We consider the subproblem of catalog maintenance, posing the multi-sensor tasking problem as a Partially Observable Markov Decision Process (POMDP) with the goal of determining time histories of optimal pointing for a given set of sensor locations and specifications. Monte Carlo Tree Search (MCTS) approaches are considered given the broad action space and continuous observation and state spaces inherent to the sensor tasking problem. In previous work, a tree search methodology was developed treating belief in states as a set of Gaussian random variables. While many MCTS methods represent belief as a set of particles, this methodology allows for high dimensional states to be represented in the tree search format while avoiding the curse of dimensionality inherent to particle-based techniques.

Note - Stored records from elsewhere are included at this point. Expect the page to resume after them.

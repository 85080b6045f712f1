//! Denylist-aware label selection
//!
//! Scans a ranked result from rank 0 and keeps the first labels not on the
//! denylist. The scan is bounded: exhausting the whole ranking is an error,
//! never an out-of-range read.

use crate::error::{Error, Result};
use crate::types::{RankedResult, ScoredLabel};
use std::collections::HashSet;

/// Best single non-denylisted label with its score
pub fn select_best(ranked: &RankedResult, denylist: &HashSet<String>) -> Result<ScoredLabel> {
    ranked
        .iter()
        .find(|scored| !denylist.contains(&scored.label))
        .cloned()
        .ok_or_else(|| {
            Error::Exhausted(format!(
                "all {} ranked labels are denylisted",
                ranked.len()
            ))
        })
}

/// First `n` non-denylisted labels, best first, scores discarded
pub fn select_top(
    ranked: &RankedResult,
    denylist: &HashSet<String>,
    n: usize,
) -> Result<Vec<String>> {
    let selected: Vec<String> = ranked
        .iter()
        .filter(|scored| !denylist.contains(&scored.label))
        .take(n)
        .map(|scored| scored.label.clone())
        .collect();

    if selected.len() < n {
        return Err(Error::Exhausted(format!(
            "only {} of {} requested labels survive the denylist",
            selected.len(),
            n
        )));
    }
    Ok(selected)
}

/// Best-one selection applied per chunk, order-preserved
pub fn select_best_batch(
    batch: &[RankedResult],
    denylist: &HashSet<String>,
) -> Result<Vec<ScoredLabel>> {
    batch
        .iter()
        .map(|ranked| select_best(ranked, denylist))
        .collect()
}

/// Best-N selection applied per chunk, order-preserved
pub fn select_top_batch(
    batch: &[RankedResult],
    denylist: &HashSet<String>,
    n: usize,
) -> Result<Vec<Vec<String>>> {
    batch
        .iter()
        .map(|ranked| select_top(ranked, denylist, n))
        .collect()
}

#[cfg(test)]
mod tests {
    use super::*;

    fn ranked(pairs: &[(&str, f32)]) -> RankedResult {
        pairs
            .iter()
            .map(|(label, score)| ScoredLabel::new(*label, *score))
            .collect()
    }

    fn deny(names: &[&str]) -> HashSet<String> {
        names.iter().map(|s| s.to_string()).collect()
    }

    #[test]
    fn test_best_skips_denylisted() {
        let r = ranked(&[("cat", 0.9), ("dog", 0.05), ("bird", 0.05)]);
        let best = select_best(&r, &deny(&["cat"])).unwrap();
        assert_eq!(best, ScoredLabel::new("dog", 0.05));
    }

    #[test]
    fn test_best_with_empty_denylist() {
        let r = ranked(&[("cat", 0.9), ("dog", 0.05)]);
        let best = select_best(&r, &HashSet::new()).unwrap();
        assert_eq!(best.label, "cat");
    }

    #[test]
    fn test_full_denylist_is_exhausted() {
        let r = ranked(&[("cat", 0.9), ("dog", 0.05)]);
        let denylist = deny(&["cat", "dog"]);
        assert!(matches!(
            select_best(&r, &denylist),
            Err(Error::Exhausted(_))
        ));
        assert!(matches!(
            select_top(&r, &denylist, 1),
            Err(Error::Exhausted(_))
        ));
    }

    #[test]
    fn test_top_n_collects_in_rank_order() {
        let r = ranked(&[("cat", 0.9), ("dog", 0.4), ("bird", 0.3), ("owl", 0.1)]);
        let top = select_top(&r, &deny(&["dog"]), 3).unwrap();
        assert_eq!(top, ["cat", "bird", "owl"]);
    }

    #[test]
    fn test_top_n_short_is_exhausted() {
        let r = ranked(&[("cat", 0.9), ("dog", 0.4)]);
        assert!(matches!(
            select_top(&r, &deny(&["dog"]), 2),
            Err(Error::Exhausted(_))
        ));
    }

    #[test]
    fn test_batch_order_preserved() {
        let batch = vec![
            ranked(&[("cat", 0.9), ("dog", 0.1)]),
            ranked(&[("dog", 0.8), ("cat", 0.2)]),
        ];
        let bests = select_best_batch(&batch, &deny(&["cat"])).unwrap();
        assert_eq!(bests[0].label, "dog");
        assert_eq!(bests[1].label, "dog");
        assert_eq!(bests[0].score, 0.1);
    }
}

Several contributions are submitted in this proposed work. Primarily, an induction-based proof is applied to demonstrate convergence and guarantees of the tree search methodology as a function of tree search iterations; this proof differs from that of Auger et al. (2013) in its application to the POMDP framework. Instead of a randomized, generative state transition model, the POMDP framework must use measurements and likelihood sampling in the traversal from decision nodes to observation nodes. As a further modification, consistent with seminal MCTS works by Kocsis and Szevepari and Chang et al., a logarithmic function is used for exploration of the action space. To accompany this derivation, regret analyses are performed to numerically evaluate algorithmic behavior over a variety of use cases. In these cases, we compare average realized reward as a function of search tree iterations to an oracle defined by the search tree result with a large number of simulations. Parallelization implementations are discussed as a means to ensure sufficient search tree simulation for online usage of MCTS over a receding horizon. Finally, the tree search algorithm is applied to a large-scale, multi-observer use case studying a population of 1000 objects in both geostationary and low-Earth orbits over a several day observation campaign.
The methodologies discussed are most impactful in that tree search techniques can be applied in an embarrassingly parallel manner, allowing for broad exploration of possible tasking decisions. There is also high potential for the use of tree search methods in situations where dynamic environments and measurement models must be considered. Given appropriate modeling, the MCTS methods discussed are easily augmented to incorporate false alarm and detection probabilities, weather and lighting conditions, and sensor uncertainties. As such, MCTS techniques offer addition and extension to information theoretic methodologies, allowing for broader understanding of the tasking problem.
Date of Conference: September 15-18, 2020
Track: SSA/SDA